The test immediately gained popularity. Over the past ten years, the Grit Scale has been widely used in research, and different types of achievement and success have been explained by grit. In psychology, the term has become part of the everyday vocabulary of practitioners as well as academic researchers. The questionnaire is freely accessible and quite simple, consisting of 12 statements in the long version and six in the short version – yet another factor for its popularity. In a series of publications, the authors of the concept demonstrated the reliability and internal validity of their questionnaire in measuring grit as a single personality trait. In other words, they showed that the two components of grit – perseverance of effort and consistency of interests over time – are sustainably manifested together.
However, new data emerged calling into question the existence of grit as a single trait.
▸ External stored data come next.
use chrono::{FixedOffset, NaiveDate};
use ulid::Ulid;

use crate::model::*;

// ── Availability Algorithm ────────────────────────────────────────

/// Open intervals per local date for `[from, to]` (inclusive).
///
/// Blocks: module-specific blocks for `module_id` OVERRIDE tutor-wide blocks
/// on a date where any apply; overlapping blocks UNION.
/// Exceptions: additions are unioned in, then blackouts are subtracted, so a
/// blackout always wins on its date.
pub fn resolve_availability(
    blocks: &[AvailabilityBlock],
    exceptions: &[AvailabilityException],
    module_id: Option<Ulid>,
    from: NaiveDate,
    to: NaiveDate,
    tz: &FixedOffset,
) -> Vec<DayAvailability> {
    from.iter_days()
        .take_while(|d| *d <= to)
        .map(|date| DayAvailability {
            date,
            open: resolve_day(blocks, exceptions, module_id, date, tz),
        })
        .collect()
}

fn resolve_day(
    blocks: &[AvailabilityBlock],
    exceptions: &[AvailabilityException],
    module_id: Option<Ulid>,
    date: NaiveDate,
    tz: &FixedOffset,
) -> Vec<Span> {
    let applicable: Vec<&AvailabilityBlock> =
        blocks.iter().filter(|b| b.applies_on(date)).collect();

    let specific: Vec<&AvailabilityBlock> = match module_id {
        Some(m) => applicable
            .iter()
            .copied()
            .filter(|b| b.module_id == Some(m))
            .collect(),
        None => Vec::new(),
    };
    let chosen = if specific.is_empty() {
        applicable
            .into_iter()
            .filter(|b| b.module_id.is_none())
            .collect()
    } else {
        specific
    };

    let mut open: Vec<Span> = chosen.iter().map(|b| b.span_on(date, tz)).collect();

    let todays: Vec<&AvailabilityException> =
        exceptions.iter().filter(|e| e.date == date).collect();

    // Step 1: additions
    for exception in todays.iter().filter(|e| e.kind == ExceptionKind::Addition) {
        if let Some(span) = exception_span(exception, blocks, tz) {
            open.push(span);
        }
    }
    open.sort_by_key(|s| s.start);
    open = merge_overlapping(&open);

    // Step 2: blackouts
    let mut blocked: Vec<Span> = todays
        .iter()
        .filter(|e| e.kind == ExceptionKind::Blackout)
        .filter_map(|e| match (e.time_range(), e.block_id) {
            (None, None) => Some(day_span(date, tz)),
            _ => exception_span(e, blocks, tz),
        })
        .collect();
    if !blocked.is_empty() {
        blocked.sort_by_key(|s| s.start);
        blocked = merge_overlapping(&blocked);
        open = subtract_intervals(&open, &blocked);
    }

    open
}

/// The exception's own time range, else the referenced block's span on the
/// exception's date.
fn exception_span(
    exception: &AvailabilityException,
    blocks: &[AvailabilityBlock],
    tz: &FixedOffset,
) -> Option<Span> {
    if let Some((start, end)) = exception.time_range() {
        return Some(local_span(exception.date, start, end, tz));
    }
    let block_id = exception.block_id?;
    blocks
        .iter()
        .find(|b| b.id == block_id)
        .map(|b| b.span_on(exception.date, tz))
}

/// Merge sorted overlapping/adjacent intervals into disjoint intervals.
pub fn merge_overlapping(sorted: &[Span]) -> Vec<Span> {
    let mut merged: Vec<Span> = Vec::new();
    for &span in sorted {
        if let Some(last) = merged.last_mut()
            && span.start <= last.end
        {
            last.end = last.end.max(span.end);
            continue;
        }
        merged.push(span);
    }
    merged
}

pub fn subtract_intervals(base: &[Span], to_remove: &[Span]) -> Vec<Span> {
    let mut result = Vec::new();
    let mut ri = 0;

    for &b in base {
        let mut current_start = b.start;
        let current_end = b.end;

        while ri < to_remove.len() && to_remove[ri].end <= current_start {
            ri += 1;
        }

        let mut j = ri;
        while j < to_remove.len() && to_remove[j].start < current_end {
            let r = &to_remove[j];
            if r.start > current_start {
                result.push(Span::new(current_start, r.start));
            }
            current_start = current_start.max(r.end);
            j += 1;
        }

        if current_start < current_end {
            result.push(Span::new(current_start, current_end));
        }
    }

    result
}

#[cfg(test)]
mod tests {
    use chrono::{NaiveTime, Offset, Utc, Weekday};

    use super::*;

    fn utc() -> FixedOffset {
        Utc.fix()
    }

    fn date(y: i32, m: u32, d: u32) -> NaiveDate {
        NaiveDate::from_ymd_opt(y, m, d).unwrap()
    }

    fn hm(h: u32, m: u32) -> NaiveTime {
        NaiveTime::from_hms_opt(h, m, 0).unwrap()
    }

    /// 2024-01-01
    fn monday() -> NaiveDate {
        date(2024, 1, 1)
    }

    fn at(d: NaiveDate, h: u32, m: u32) -> Ms {
        local_ms(d.and_time(hm(h, m)), &utc())
    }

    fn block(tutor: Ulid, module: Option<Ulid>, weekday: Weekday, start: NaiveTime, end: NaiveTime) -> AvailabilityBlock {
        AvailabilityBlock {
            id: Ulid::new(),
            tutor_id: tutor,
            module_id: module,
            weekday,
            start,
            end,
            recurring: true,
            effective_from: date(2023, 1, 1),
            effective_until: None,
            timezone: "UTC".into(),
        }
    }

    fn exception(tutor: Ulid, d: NaiveDate, kind: ExceptionKind, range: Option<(NaiveTime, NaiveTime)>) -> AvailabilityException {
        AvailabilityException {
            id: Ulid::new(),
            tutor_id: tutor,
            block_id: None,
            date: d,
            kind,
            start: range.map(|r| r.0),
            end: range.map(|r| r.1),
            reason: None,
        }
    }

    fn single_day(blocks: &[AvailabilityBlock], exceptions: &[AvailabilityException], module: Option<Ulid>, d: NaiveDate) -> Vec<Span> {
        let days = resolve_availability(blocks, exceptions, module, d, d, &utc());
        assert_eq!(days.len(), 1);
        days.into_iter().next().unwrap().open
    }

    #[test]
    fn blackout_splits_block() {
        let tutor = Ulid::new();
        let d = monday();
        let blocks = vec![block(tutor, None, Weekday::Mon, hm(8, 0), hm(17, 0))];
        let exceptions = vec![exception(tutor, d, ExceptionKind::Blackout, Some((hm(9, 0), hm(12, 0))))];
        assert_eq!(
            single_day(&blocks, &exceptions, None, d),
            vec![Span::new(at(d, 8, 0), at(d, 9, 0)), Span::new(at(d, 12, 0), at(d, 17, 0))]
        );
    }

    #[test]
    fn overlapping_blocks_union() {
        let tutor = Ulid::new();
        let d = monday();
        let blocks = vec![
            block(tutor, None, Weekday::Mon, hm(9, 0), hm(12, 0)),
            block(tutor, None, Weekday::Mon, hm(11, 0), hm(14, 0)),
            block(tutor, None, Weekday::Mon, hm(14, 0), hm(15, 0)),
        ];
        assert_eq!(single_day(&blocks, &[], None, d), vec![Span::new(at(d, 9, 0), at(d, 15, 0))]);
    }

    #[test]
    fn range_covers_each_date_and_weekday() {
        let tutor = Ulid::new();
        let blocks = vec![block(tutor, None, Weekday::Tue, hm(9, 0), hm(10, 0))];
        let days = resolve_availability(&blocks, &[], None, monday(), date(2024, 1, 7), &utc());
        assert_eq!(days.len(), 7);
        let open_days: Vec<NaiveDate> = days.iter().filter(|d| !d.open.is_empty()).map(|d| d.date).collect();
        assert_eq!(open_days, vec![date(2024, 1, 2)]);
    }

    #[test]
    fn module_blocks_override_tutor_wide() {
        let tutor = Ulid::new();
        let maths = Ulid::new();
        let physics = Ulid::new();
        let d = monday();
        let blocks = vec![
            block(tutor, None, Weekday::Mon, hm(8, 0), hm(17, 0)),
            block(tutor, Some(maths), Weekday::Mon, hm(13, 0), hm(15, 0)),
        ];
        assert_eq!(single_day(&blocks, &[], Some(maths), d), vec![Span::new(at(d, 13, 0), at(d, 15, 0))]);
        // another module falls back to tutor-wide blocks
        assert_eq!(single_day(&blocks, &[], Some(physics), d), vec![Span::new(at(d, 8, 0), at(d, 17, 0))]);
        // no module: module-specific blocks never apply
        assert_eq!(single_day(&blocks, &[], None, d), vec![Span::new(at(d, 8, 0), at(d, 17, 0))]);
    }

    #[test]
    fn module_override_is_per_date() {
        let tutor = Ulid::new();
        let maths = Ulid::new();
        let blocks = vec![
            block(tutor, None, Weekday::Mon, hm(8, 0), hm(10, 0)),
            block(tutor, None, Weekday::Tue, hm(8, 0), hm(10, 0)),
            block(tutor, Some(maths), Weekday::Mon, hm(18, 0), hm(19, 0)),
        ];
        let tuesday = date(2024, 1, 2);
        assert_eq!(
            single_day(&blocks, &[], Some(maths), tuesday),
            vec![Span::new(at(tuesday, 8, 0), at(tuesday, 10, 0))]
        );
    }

    #[test]
    fn addition_opens_time_outside_blocks() {
        let tutor = Ulid::new();
        let saturday = date(2024, 1, 6);
        let exceptions = vec![exception(tutor, saturday, ExceptionKind::Addition, Some((hm(10, 0), hm(12, 0))))];
        assert_eq!(
            single_day(&[], &exceptions, None, saturday),
            vec![Span::new(at(saturday, 10, 0), at(saturday, 12, 0))]
        );
    }

    #[test]
    fn addition_extends_adjacent_block() {
        let tutor = Ulid::new();
        let d = monday();
        let blocks = vec![block(tutor, None, Weekday::Mon, hm(9, 0), hm(12, 0))];
        let exceptions = vec![exception(tutor, d, ExceptionKind::Addition, Some((hm(12, 0), hm(14, 0))))];
        assert_eq!(single_day(&blocks, &exceptions, None, d), vec![Span::new(at(d, 9, 0), at(d, 14, 0))]);
    }

    #[test]
    fn blackout_wins_over_addition() {
        let tutor = Ulid::new();
        let d = monday();
        let exceptions = vec![
            exception(tutor, d, ExceptionKind::Addition, Some((hm(18, 0), hm(20, 0)))),
            exception(tutor, d, ExceptionKind::Blackout, Some((hm(18, 0), hm(19, 0)))),
        ];
        assert_eq!(single_day(&[], &exceptions, None, d), vec![Span::new(at(d, 19, 0), at(d, 20, 0))]);
    }

    #[test]
    fn blackout_without_range_clears_day() {
        let tutor = Ulid::new();
        let d = monday();
        let blocks = vec![
            block(tutor, None, Weekday::Mon, hm(8, 0), hm(10, 0)),
            block(tutor, None, Weekday::Mon, hm(14, 0), hm(16, 0)),
        ];
        let exceptions = vec![exception(tutor, d, ExceptionKind::Blackout, None)];
        assert!(single_day(&blocks, &exceptions, None, d).is_empty());
        // next Monday untouched
        let next = date(2024, 1, 8);
        assert_eq!(single_day(&blocks, &exceptions, None, next).len(), 2);
    }

    #[test]
    fn blackout_by_block_reference() {
        let tutor = Ulid::new();
        let d = monday();
        let morning = block(tutor, None, Weekday::Mon, hm(8, 0), hm(10, 0));
        let afternoon = block(tutor, None, Weekday::Mon, hm(14, 0), hm(16, 0));
        let mut cancel_morning = exception(tutor, d, ExceptionKind::Blackout, None);
        cancel_morning.block_id = Some(morning.id);
        let blocks = vec![morning, afternoon];
        assert_eq!(
            single_day(&blocks, &[cancel_morning], None, d),
            vec![Span::new(at(d, 14, 0), at(d, 16, 0))]
        );
    }

    #[test]
    fn non_recurring_block_only_first_week() {
        let tutor = Ulid::new();
        let mut once = block(tutor, None, Weekday::Mon, hm(9, 0), hm(10, 0));
        once.recurring = false;
        once.effective_from = monday();
        assert_eq!(single_day(std::slice::from_ref(&once), &[], None, monday()).len(), 1);
        assert!(single_day(&[once], &[], None, date(2024, 1, 8)).is_empty());
    }

    #[test]
    fn resolves_in_reference_offset() {
        let sast = FixedOffset::east_opt(2 * 3600).unwrap();
        let tutor = Ulid::new();
        let blocks = vec![block(tutor, None, Weekday::Mon, hm(8, 0), hm(9, 0))];
        let days = resolve_availability(&blocks, &[], None, monday(), monday(), &sast);
        // 08:00 at +02:00 is 06:00 UTC
        assert_eq!(days[0].open, vec![Span::new(at(monday(), 6, 0), at(monday(), 7, 0))]);
    }

    #[test]
    fn subtract_and_merge() {
        let merged = merge_overlapping(&[Span::new(0, 10), Span::new(10, 20), Span::new(30, 40)]);
        assert_eq!(merged, vec![Span::new(0, 20), Span::new(30, 40)]);
        let left = subtract_intervals(&merged, &[Span::new(5, 15), Span::new(35, 50)]);
        assert_eq!(left, vec![Span::new(0, 5), Span::new(15, 20), Span::new(30, 35)]);
    }
}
Based on a sample of students from the Philippines, Jesus Datu and colleagues showed that while the Grit Scale does measure both consistency of interests and perseverance, these are two distinct and independent traits that do not form a single overarching construct. According to Datu, only perseverance of effort predicted academic engagement, success and subjective well-being, while consistency of interests did not. Indeed, in his study, consistency of interests was even more common in students with low academic engagement. Datu et al. suggest that since Duckworth's study used samples from Western societies, her findings may not fully apply to the collectivist Filipino culture. Other studies conducted later on different, including American, samples also indicate that perseverance of effort and consistency of interests manifest themselves as two different constructs rather than a single one. However, explaining why the results were different from those found by Duckworth's team was still problematic.
Incidentally, physiological data proves that perseverance and consistency of interests do not necessarily correlate. When trying to solve a difficult task, mutual activation of the sympathetic and parasympathetic systems was observed in people with high perseverance scores, while high consistency of interests was associated with low activation of the sympathetic system and showed no correlation whatsoever with the parasympathetic system activation .
According to the HSE researchers, a major limitation of earlier studies was their approach to data analysis. "Their authors relied on classical test theory methods, which, despite their advantages, are unable to distinguish between the characteristics of the test and those of the subjects, while this distinction is essential," according to Yulia Tumeneva, co-author of the study and senior research fellow of the International Laboratory for Education Policy Analysis. "For example, if we give a test in mathematics to a group of subjects and they get low scores, does it mean that the test was too difficult or the subjects had poor knowledge of mathematics? To answer this type of questions, item response theory (IRT) can be used. IRT methods are more complex, require special software and training in their application, but allow us to draw a distinction between the test and subject characteristics."
Since the problem with grit was exactly that: whether a characteristic does not exist or does not get captured by the questionnaire, the HSE Institute of Education researchers applied IRT methods to a fairly large sample of high school students from a recently launched longitudinal panel study of educational and occupational trajectories using the Grit Scale.
Following a complex, multi-stage analysis, the researchers found no evidence to support the existence of grit as a single personality characteristic. Instead, the Grit Scale appears to measures two independent characteristics, namely perseverance of effort and consistency of interests.
These traits can indeed occur together – just as in some people health can go together with kindness, or intelligence with an attractive appearance. Someone having both perseverance and consistency of interests will strive for one goal without losing interest in it over time. However, the same personality traits can also occur separately. Some people may have perseverance in reaching a certain goal but then lose interest in it and reach out to another goal with the same perseverance, while other people may be interested in one and the same thing over years but never set specific goals nor show perseverance in reaching them.
So called "Gritty person", which can be of a specific interest of employers, for instance, is no more than a fortunate composition of two traits. Soour results are rather about the accuracy of psychological terms. Practically, it means that test users have no reason to combine the scores of these two traits - perseverance of effort and consistency of interests – into an overalll "grit" score, because no specific entity exists under this modern label. At the same time, it is still worthwhile to seek out tenacious and motivated workers with stable interests in your domain.